Rüyasında uzak belirimsiz ufukların nihayetinde, yeşil bir ovanın ortasında, içinden neş’e ve saadet fışkıran bir köşk gördü; Köşk mutena çiçekler, havuzlarında yüzlerce çeşit balıklar dolaşan, zümrüt ağaçlarında bülbüller öten geniş bir bahçe ile muhat...

Köşkün üstünde ' düyanın en güzel bir kuşu:

“Ben ümit kuşuyum, beni tutabilen saadetin en yüksek kademesine erer” deye ötüyor...
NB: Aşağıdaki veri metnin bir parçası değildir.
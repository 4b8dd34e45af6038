//! Integration tests for rgbkit crates
//!
//! Exercises file I/O and the named-image engine together.
//! Format detection utilities.
//!
//! Detects image formats from file extensions and magic bytes.

use std::fmt;
use std::path::Path;

/// Supported image formats.
#[derive(Debug, Clone, Copy, PartialEq, Eq)]
pub enum Format {
    /// Plain-text PPM (`P3`).
    Ppm,
    /// PNG format.
    Png,
    /// JPEG format.
    Jpeg,
    /// Unknown/unsupported format.
    Unknown,
}

impl Format {
    /// Detects format from file contents, falling back to the extension.
    pub fn detect<P: AsRef<Path>>(path: P, bytes: &[u8]) -> Self {
        match Self::from_bytes(bytes) {
            Format::Unknown => Self::from_extension(path),
            format => format,
        }
    }

    /// Detects format from file extension only.
    pub fn from_extension<P: AsRef<Path>>(path: P) -> Self {
        let ext = path
            .as_ref()
            .extension()
            .and_then(|e| e.to_str())
            .map(|e| e.to_lowercase());

        match ext.as_deref() {
            Some("ppm") => Format::Ppm,
            Some("png") => Format::Png,
            Some("jpg") | Some("jpeg") => Format::Jpeg,
            _ => Format::Unknown,
        }
    }

    /// Detects format from raw bytes (magic number check).
    pub fn from_bytes(bytes: &[u8]) -> Self {
        // PNG: 0x89 0x50 0x4E 0x47 0x0D 0x0A 0x1A 0x0A
        if bytes.starts_with(&[0x89, 0x50, 0x4E, 0x47, 0x0D, 0x0A, 0x1A, 0x0A]) {
            return Format::Png;
        }

        // JPEG: 0xFF 0xD8 0xFF
        if bytes.starts_with(&[0xFF, 0xD8, 0xFF]) {
            return Format::Jpeg;
        }

        // PPM: "P3" followed by whitespace or a comment
        if bytes.len() >= 3
            && bytes.starts_with(b"P3")
            && (bytes[2].is_ascii_whitespace() || bytes[2] == b'#')
        {
            return Format::Ppm;
        }

        Format::Unknown
    }
}

impl fmt::Display for Format {
    fn fmt(&self, f: &mut fmt::Formatter<'_>) -> fmt::Result {
        f.write_str(match self {
            Format::Ppm => "PPM",
            Format::Png => "PNG",
            Format::Jpeg => "JPEG",
            Format::Unknown => "unknown",
        })
    }
}

#[cfg(test)]
mod tests {
    use super::*;

    #[test]
    fn test_from_extension() {
        assert_eq!(Format::from_extension("a.ppm"), Format::Ppm);
        assert_eq!(Format::from_extension("a.PNG"), Format::Png);
        assert_eq!(Format::from_extension("dir/a.jpeg"), Format::Jpeg);
        assert_eq!(Format::from_extension("a.jpg"), Format::Jpeg);
        assert_eq!(Format::from_extension("a.bmp"), Format::Unknown);
        assert_eq!(Format::from_extension("noext"), Format::Unknown);
    }

    #[test]
    fn test_from_bytes() {
        assert_eq!(
            Format::from_bytes(&[0x89, 0x50, 0x4E, 0x47, 0x0D, 0x0A, 0x1A, 0x0A, 0]),
            Format::Png
        );
        assert_eq!(Format::from_bytes(&[0xFF, 0xD8, 0xFF, 0xE0]), Format::Jpeg);
        assert_eq!(Format::from_bytes(b"P3\n1 1\n255\n0 0 0\n"), Format::Ppm);
        assert_eq!(Format::from_bytes(b"P3# c\n"), Format::Ppm);
        assert_eq!(Format::from_bytes(b"P6\n"), Format::Unknown);
        assert_eq!(Format::from_bytes(b"P"), Format::Unknown);
    }

    #[test]
    fn test_detect_prefers_magic() {
        assert_eq!(Format::detect("mislabeled.png", b"P3\n1 1\n255\n1 2 3"), Format::Ppm);
        assert_eq!(Format::detect("x.ppm", b"garbage"), Format::Ppm);
        assert_eq!(Format::detect("x.txt", b"garbage"), Format::Unknown);
    }
}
Fakirlik yüreğine işlemişti: Kararını verdi. Behemehal saadet ülkesine gidecek, ümit kuşunu tutacak” refaha kavuşacaktı. Yalnız bu güzel yere varmak için koca dağlar aşmak, türlü felâket ve engeller devirmek lâzım. O her şeyi göze aldı ve bir sabah yola koyuldu; gitti, gitti, günlerce gitti; büyük dağlar aştı; türlü engellerle savaştı. Ve hiç yılmadan yoluna devam etti. Durmadan dinlenmeden yürüdü. Fakat bir an geldi ki yürümek için artık dizlerinde takat bulamadı.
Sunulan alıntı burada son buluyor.